Here’s an example, I don’t let* the search engines search my monthly archives. Because on the page of 20-50 unrelated posts the information on that page is pretty much unrelated by the end of the month. In December 2006 the mention of “iPods” on the 3rd, has nothing to do with any of the mentions of “family” or “Christmas” but if some searched for “iPods” & “family” or “iPods” & “Christmas” they may come upon that page and while I want traffic I’m not trying to lure people here under false pretenses. This is why I have categories like “Apple” and “Friends + Family” that will have related posts in one location (and even then it’s still kinda a wide range of articles).

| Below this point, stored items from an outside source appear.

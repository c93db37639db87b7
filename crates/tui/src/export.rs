//! SVG exports of the individual charts.

use std::path::PathBuf;

use anyhow::Context as _;
use clap::{Args, ValueEnum};
use icefield_core::model::{FinalizedPortrait, Meteorite};
use icefield_core::projection::{FitToBox, Projection};
use icefield_core::svg::render_svg;
use icefield_core::views::{
    StepId, render_heatmap, render_portrait_timeline, render_scroll, render_weight_histogram,
    render_year_histogram,
};
use icefield_core::{ScrollStep, StoryConfig};
use icefield_protocol::{Point, Viewport};

use crate::{read_array, read_story_data, write_output};

const HEATMAP_PADDING: f64 = 20.0;

#[derive(Args, Debug)]
pub struct TimelineArgs {
    /// Finalized portraits JSON array.
    #[arg(long = "in")]
    in_path: PathBuf,

    /// Portrait id to draw.
    #[arg(long)]
    id: String,

    #[arg(long)]
    out: Option<PathBuf>,
}

#[derive(Debug, Clone, Copy, PartialEq, Eq, ValueEnum)]
pub enum HistogramKind {
    Year,
    Weight,
}

#[derive(Args, Debug)]
pub struct HistogramArgs {
    /// Cleansed specimens JSON array.
    #[arg(long = "in")]
    in_path: PathBuf,

    #[arg(long, value_enum, default_value_t = HistogramKind::Year)]
    kind: HistogramKind,

    #[arg(long)]
    out: Option<PathBuf>,
}

#[derive(Args, Debug)]
pub struct HeatmapArgs {
    /// Cleansed specimens JSON array.
    #[arg(long = "in")]
    in_path: PathBuf,

    #[arg(long, default_value_t = 900.0)]
    width: f64,

    #[arg(long, default_value_t = 600.0)]
    height: f64,

    #[arg(long)]
    out: Option<PathBuf>,
}

#[derive(Args, Debug)]
pub struct StepArgs {
    /// Output of `bundle`.
    #[arg(long)]
    data: PathBuf,

    /// Step slug, e.g. `collection_spot`, or its 0-based position.
    #[arg(long)]
    step: String,

    /// Fraction of the step scrolled through.
    #[arg(long, default_value_t = 0.5)]
    progress: f64,

    #[arg(long, default_value_t = 900.0)]
    width: f64,

    #[arg(long, default_value_t = 800.0)]
    height: f64,

    #[arg(long)]
    out: Option<PathBuf>,
}

pub fn cmd_timeline(args: &TimelineArgs, config: &StoryConfig) -> anyhow::Result<()> {
    let portraits: Vec<FinalizedPortrait> = read_array(&args.in_path)?;
    let portrait = portraits
        .iter()
        .find(|p| p.id == args.id)
        .with_context(|| format!("no portrait '{}' in '{}'", args.id, args.in_path.display()))?;
    let commands = render_portrait_timeline(portrait, &config.timeline);
    let svg = render_svg(&commands, config.timeline.width, config.timeline.height, true);
    write_output(args.out.as_deref(), &svg)
}

pub fn cmd_histogram(args: &HistogramArgs, config: &StoryConfig) -> anyhow::Result<()> {
    let meteorites: Vec<Meteorite> = read_array(&args.in_path)?;
    let chart = &config.histogram;
    let commands = match args.kind {
        HistogramKind::Year => {
            let years: Vec<i32> = meteorites.iter().filter_map(|m| m.collection_year).collect();
            render_year_histogram(&years, chart)
        }
        HistogramKind::Weight => {
            let weights: Vec<f64> = meteorites.iter().map(|m| m.weight_gram).collect();
            render_weight_histogram(&weights, chart)
        }
    };
    tracing::debug!(kind = ?args.kind, commands = commands.len(), "rendered histogram");
    let svg = render_svg(&commands, chart.width, chart.height, false);
    write_output(args.out.as_deref(), &svg)
}

pub fn cmd_heatmap(args: &HeatmapArgs, config: &StoryConfig) -> anyhow::Result<()> {
    let meteorites: Vec<Meteorite> = read_array(&args.in_path)?;
    let viewport = Viewport::sized(args.width, args.height);
    let points = project_positions(&meteorites, &viewport);
    let commands = render_heatmap(&points, config.hexbin.heatmap_radius);
    let svg = render_svg(&commands, args.width, args.height, false);
    write_output(args.out.as_deref(), &svg)
}

pub fn cmd_step(args: &StepArgs, config: &StoryConfig) -> anyhow::Result<()> {
    let step = parse_step(&args.step)
        .with_context(|| format!("unknown step '{}'", args.step))?;
    let data = read_story_data(&args.data)?;
    let viewport = Viewport::sized(args.width, args.height);
    let scroll = ScrollStep::new(step.index(), args.progress);
    let commands = render_scroll(scroll, &data, config, &viewport);
    let svg = render_svg(&commands, args.width, args.height, false);
    write_output(args.out.as_deref(), &svg)
}

/// Longitude/latitude fitted into `viewport`.
fn project_positions(meteorites: &[Meteorite], viewport: &Viewport) -> Vec<Point> {
    let coords = meteorites.iter().map(|m| (m.longitude, m.latitude));
    let Some(projection) = FitToBox::fit(coords.clone(), viewport, HEATMAP_PADDING) else {
        tracing::warn!("no finite coordinates to draw");
        return Vec::new();
    };
    coords
        .filter_map(|(x, y)| projection.project(x, y))
        .collect()
}

fn parse_step(value: &str) -> Option<StepId> {
    if let Ok(index) = value.parse::<usize>() {
        return StepId::from_index(index);
    }
    StepId::ALL.into_iter().find(|step| step.slug() == value)
}

#[cfg(test)]
mod tests {
    use super::*;

    #[test]
    fn steps_parse_by_slug_or_position() {
        assert_eq!(parse_step("0"), Some(StepId::Title));
        assert_eq!(
            parse_step(StepId::CollectionSpot.slug()),
            Some(StepId::CollectionSpot)
        );
        assert_eq!(parse_step("99"), None);
        assert_eq!(parse_step("nowhere"), None);
    }

    #[test]
    fn positions_fit_the_viewport() {
        let meteorite = |lon: f64, lat: f64| Meteorite {
            id: String::new(),
            title: String::new(),
            latitude: lat,
            longitude: lon,
            weight_gram: 1.0,
            collection_year: None,
            link: None,
        };
        let viewport = Viewport::sized(200.0, 100.0);
        let points = project_positions(
            &[meteorite(-10.0, -80.0), meteorite(10.0, -70.0), meteorite(f64::NAN, 0.0)],
            &viewport,
        );
        assert_eq!(points.len(), 2);
        for p in &points {
            assert!(p.x >= 0.0 && p.x <= 200.0);
            assert!(p.y >= 0.0 && p.y <= 100.0);
        }
        // North is up.
        assert!(points[1].y < points[0].y);
    }
}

So far I’ve just told you why you want a ROBOTS.TXT file but I haven’t told you how and I’m not planning on it, because Google just put together on “Controlling how search engines access and index your website with ROBOTS.TXT”. It’s got a lot of links that take you all over the place but there’s lots of good info there.If you’re just getting started don’t get confused with all the “User-Agent:” rules, just use “User-Agent: *” for now and that will apply to all search engines (that’s all I still use although I’m going to start working on getting some of my pages more mobile-ish).
For another example, I don’t index my Search Results page, this page lists what search words people have used to find my site. Because it those pages were indexed it would just kind of create a self-fulfilling loop of search results.
While on the other hand I do allow my “Talked About” page to be indexed since it doesn’t seem to give a lot of false positives to the search engines. plus once someone gets there they’ll quickly see that it’s probably not the page they’re looking for. But if they did put in some eclectic words that they see I mention often, they might hang around a bit.
* Please note that no search engine is obligated to find your rules, but it they want good results, they’ll probably want to follow your suggestions in your ROBOTS.TXT file. People wanting to steal content from your pages (text or images) will still traverse all the links on your site.